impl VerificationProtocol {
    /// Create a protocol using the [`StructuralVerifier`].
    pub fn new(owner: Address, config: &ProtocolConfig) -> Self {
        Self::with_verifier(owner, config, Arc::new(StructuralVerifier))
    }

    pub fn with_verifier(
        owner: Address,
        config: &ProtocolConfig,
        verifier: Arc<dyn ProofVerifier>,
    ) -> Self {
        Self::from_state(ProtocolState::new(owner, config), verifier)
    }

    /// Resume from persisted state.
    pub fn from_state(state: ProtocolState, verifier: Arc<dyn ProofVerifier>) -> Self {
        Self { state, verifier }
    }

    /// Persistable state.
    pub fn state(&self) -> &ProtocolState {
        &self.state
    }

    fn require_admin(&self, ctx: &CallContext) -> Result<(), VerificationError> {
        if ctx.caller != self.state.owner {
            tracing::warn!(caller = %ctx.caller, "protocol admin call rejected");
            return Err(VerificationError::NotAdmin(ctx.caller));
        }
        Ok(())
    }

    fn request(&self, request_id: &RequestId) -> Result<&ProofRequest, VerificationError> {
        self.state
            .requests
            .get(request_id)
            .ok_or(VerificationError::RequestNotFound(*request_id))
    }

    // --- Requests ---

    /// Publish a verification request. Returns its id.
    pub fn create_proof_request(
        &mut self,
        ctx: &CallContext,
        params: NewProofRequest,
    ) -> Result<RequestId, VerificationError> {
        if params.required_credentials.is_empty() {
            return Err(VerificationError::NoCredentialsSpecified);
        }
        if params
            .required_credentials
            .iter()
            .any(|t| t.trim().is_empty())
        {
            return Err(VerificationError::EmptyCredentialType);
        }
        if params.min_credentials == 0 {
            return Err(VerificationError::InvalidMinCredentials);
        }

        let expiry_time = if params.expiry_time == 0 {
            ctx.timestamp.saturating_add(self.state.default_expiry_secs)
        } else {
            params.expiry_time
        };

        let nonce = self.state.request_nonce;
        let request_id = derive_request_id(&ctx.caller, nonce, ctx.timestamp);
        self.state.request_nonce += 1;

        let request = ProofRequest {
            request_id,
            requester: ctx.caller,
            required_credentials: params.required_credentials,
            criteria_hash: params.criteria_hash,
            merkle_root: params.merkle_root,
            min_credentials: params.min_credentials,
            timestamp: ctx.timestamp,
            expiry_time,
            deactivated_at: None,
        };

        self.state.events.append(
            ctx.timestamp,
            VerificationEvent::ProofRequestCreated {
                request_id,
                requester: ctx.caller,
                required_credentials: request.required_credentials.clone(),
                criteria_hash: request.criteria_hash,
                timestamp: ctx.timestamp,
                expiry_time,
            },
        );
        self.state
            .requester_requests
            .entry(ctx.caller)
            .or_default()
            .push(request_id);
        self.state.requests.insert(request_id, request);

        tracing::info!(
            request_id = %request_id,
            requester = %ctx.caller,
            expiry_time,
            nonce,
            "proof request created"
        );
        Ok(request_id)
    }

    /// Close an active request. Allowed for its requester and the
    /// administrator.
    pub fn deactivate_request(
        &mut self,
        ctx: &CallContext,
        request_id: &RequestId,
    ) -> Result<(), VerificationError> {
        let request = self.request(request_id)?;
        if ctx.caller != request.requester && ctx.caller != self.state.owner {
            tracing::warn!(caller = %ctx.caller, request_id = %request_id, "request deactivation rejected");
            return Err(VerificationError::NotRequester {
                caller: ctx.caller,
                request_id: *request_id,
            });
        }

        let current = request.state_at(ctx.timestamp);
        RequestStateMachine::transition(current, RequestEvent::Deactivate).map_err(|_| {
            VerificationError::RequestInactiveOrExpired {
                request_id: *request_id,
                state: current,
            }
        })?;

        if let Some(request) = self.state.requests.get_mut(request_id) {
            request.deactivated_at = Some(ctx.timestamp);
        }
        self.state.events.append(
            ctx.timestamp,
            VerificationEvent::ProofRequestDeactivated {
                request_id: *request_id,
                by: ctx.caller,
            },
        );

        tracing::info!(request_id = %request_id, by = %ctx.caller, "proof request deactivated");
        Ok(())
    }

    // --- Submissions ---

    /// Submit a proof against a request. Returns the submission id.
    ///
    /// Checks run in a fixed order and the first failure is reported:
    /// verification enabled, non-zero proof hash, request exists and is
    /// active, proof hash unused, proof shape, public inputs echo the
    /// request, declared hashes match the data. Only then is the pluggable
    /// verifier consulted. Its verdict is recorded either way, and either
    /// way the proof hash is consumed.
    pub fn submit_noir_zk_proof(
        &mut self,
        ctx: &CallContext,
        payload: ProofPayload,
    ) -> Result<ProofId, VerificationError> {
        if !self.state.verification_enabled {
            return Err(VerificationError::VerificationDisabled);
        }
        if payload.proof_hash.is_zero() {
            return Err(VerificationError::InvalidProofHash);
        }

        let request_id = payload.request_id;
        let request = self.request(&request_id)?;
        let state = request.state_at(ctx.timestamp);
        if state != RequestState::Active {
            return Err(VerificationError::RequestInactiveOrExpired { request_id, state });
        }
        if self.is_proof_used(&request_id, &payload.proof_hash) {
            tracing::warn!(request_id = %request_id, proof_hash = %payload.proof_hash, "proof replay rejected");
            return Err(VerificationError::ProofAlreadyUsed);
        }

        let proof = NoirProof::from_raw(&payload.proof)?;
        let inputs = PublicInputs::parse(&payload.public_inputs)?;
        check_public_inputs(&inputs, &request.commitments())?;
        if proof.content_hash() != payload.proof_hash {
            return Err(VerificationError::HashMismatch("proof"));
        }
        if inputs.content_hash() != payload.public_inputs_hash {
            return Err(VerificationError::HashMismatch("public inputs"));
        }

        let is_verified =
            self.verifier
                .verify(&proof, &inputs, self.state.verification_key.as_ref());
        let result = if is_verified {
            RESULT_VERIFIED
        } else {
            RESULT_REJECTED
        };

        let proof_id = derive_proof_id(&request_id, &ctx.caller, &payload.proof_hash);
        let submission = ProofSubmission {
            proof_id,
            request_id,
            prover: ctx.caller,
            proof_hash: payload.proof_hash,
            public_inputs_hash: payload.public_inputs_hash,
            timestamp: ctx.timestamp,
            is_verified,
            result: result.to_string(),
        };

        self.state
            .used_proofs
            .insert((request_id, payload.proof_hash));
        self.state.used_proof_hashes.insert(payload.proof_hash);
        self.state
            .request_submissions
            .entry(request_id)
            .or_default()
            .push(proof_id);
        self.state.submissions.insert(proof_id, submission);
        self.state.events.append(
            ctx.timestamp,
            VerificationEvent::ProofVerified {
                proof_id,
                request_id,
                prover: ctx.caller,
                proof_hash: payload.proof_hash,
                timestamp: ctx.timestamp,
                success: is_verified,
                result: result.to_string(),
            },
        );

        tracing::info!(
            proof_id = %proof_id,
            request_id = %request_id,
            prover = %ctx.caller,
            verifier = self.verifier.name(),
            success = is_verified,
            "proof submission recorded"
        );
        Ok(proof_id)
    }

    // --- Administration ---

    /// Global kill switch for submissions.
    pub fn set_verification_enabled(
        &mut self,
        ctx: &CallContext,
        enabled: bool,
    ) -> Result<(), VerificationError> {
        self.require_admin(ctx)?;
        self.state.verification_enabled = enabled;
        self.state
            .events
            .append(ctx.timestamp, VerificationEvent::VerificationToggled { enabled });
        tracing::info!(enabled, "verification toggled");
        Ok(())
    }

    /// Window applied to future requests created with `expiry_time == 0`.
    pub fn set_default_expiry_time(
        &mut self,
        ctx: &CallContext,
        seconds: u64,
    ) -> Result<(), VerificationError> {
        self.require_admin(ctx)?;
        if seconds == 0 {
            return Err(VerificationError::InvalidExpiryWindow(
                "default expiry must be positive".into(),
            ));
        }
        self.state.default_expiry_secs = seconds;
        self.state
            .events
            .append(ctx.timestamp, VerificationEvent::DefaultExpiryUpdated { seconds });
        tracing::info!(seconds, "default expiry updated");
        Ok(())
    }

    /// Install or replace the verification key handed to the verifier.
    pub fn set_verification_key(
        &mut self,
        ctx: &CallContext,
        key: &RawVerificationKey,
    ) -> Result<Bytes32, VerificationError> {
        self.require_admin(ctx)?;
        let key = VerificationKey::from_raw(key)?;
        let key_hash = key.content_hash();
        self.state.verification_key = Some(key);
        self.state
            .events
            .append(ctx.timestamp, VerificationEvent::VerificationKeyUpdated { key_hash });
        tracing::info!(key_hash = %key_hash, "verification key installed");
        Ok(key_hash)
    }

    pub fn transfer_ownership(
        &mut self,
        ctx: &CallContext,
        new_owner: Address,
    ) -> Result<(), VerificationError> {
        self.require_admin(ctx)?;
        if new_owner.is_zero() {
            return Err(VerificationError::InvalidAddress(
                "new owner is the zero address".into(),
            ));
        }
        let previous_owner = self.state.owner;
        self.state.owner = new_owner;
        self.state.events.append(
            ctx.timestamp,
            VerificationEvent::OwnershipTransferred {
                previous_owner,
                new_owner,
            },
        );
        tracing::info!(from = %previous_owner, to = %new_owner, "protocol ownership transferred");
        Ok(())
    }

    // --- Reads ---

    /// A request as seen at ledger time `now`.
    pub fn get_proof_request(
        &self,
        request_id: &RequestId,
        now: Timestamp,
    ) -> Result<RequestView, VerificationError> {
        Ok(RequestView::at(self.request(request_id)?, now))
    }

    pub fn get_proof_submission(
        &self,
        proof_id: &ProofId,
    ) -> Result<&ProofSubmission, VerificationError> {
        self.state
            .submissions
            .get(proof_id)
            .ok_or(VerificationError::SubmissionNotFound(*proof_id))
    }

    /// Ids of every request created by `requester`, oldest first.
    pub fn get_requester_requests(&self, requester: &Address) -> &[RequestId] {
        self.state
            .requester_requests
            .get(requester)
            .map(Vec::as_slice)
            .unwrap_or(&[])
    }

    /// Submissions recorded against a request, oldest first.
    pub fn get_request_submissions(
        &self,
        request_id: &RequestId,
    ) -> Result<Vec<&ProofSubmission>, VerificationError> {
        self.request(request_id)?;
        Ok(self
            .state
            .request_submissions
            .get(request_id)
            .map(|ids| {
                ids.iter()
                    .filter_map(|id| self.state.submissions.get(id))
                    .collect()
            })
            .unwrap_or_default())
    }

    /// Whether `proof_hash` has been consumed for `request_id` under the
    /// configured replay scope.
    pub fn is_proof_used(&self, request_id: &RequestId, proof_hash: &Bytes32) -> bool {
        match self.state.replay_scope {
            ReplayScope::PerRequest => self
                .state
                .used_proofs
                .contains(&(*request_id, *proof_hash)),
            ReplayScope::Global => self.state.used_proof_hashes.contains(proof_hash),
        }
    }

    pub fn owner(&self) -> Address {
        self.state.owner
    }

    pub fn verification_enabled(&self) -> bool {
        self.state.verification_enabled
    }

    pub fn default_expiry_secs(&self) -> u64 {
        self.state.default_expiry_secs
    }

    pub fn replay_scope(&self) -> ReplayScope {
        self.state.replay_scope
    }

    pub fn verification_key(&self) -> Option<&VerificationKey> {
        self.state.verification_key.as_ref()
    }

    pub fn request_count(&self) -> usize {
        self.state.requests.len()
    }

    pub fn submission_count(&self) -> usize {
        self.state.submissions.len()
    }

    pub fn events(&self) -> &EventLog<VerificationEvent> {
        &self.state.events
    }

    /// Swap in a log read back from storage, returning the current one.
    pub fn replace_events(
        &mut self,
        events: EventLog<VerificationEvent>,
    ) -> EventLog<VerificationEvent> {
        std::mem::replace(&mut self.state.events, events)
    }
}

◇ ◇ ◇ ◇ ◇

Above is a listing; print exactly its lines from the one with "if self.is_proof_used(&request_id, &payload.proof_hash)" through the one with "let proof = NoirProof::from_raw(&payload.proof)?;", and no other lines.

        if self.is_proof_used(&request_id, &payload.proof_hash) {
            tracing::warn!(request_id = %request_id, proof_hash = %payload.proof_hash, "proof replay rejected");
            return Err(VerificationError::ProofAlreadyUsed);
        }

        let proof = NoirProof::from_raw(&payload.proof)?;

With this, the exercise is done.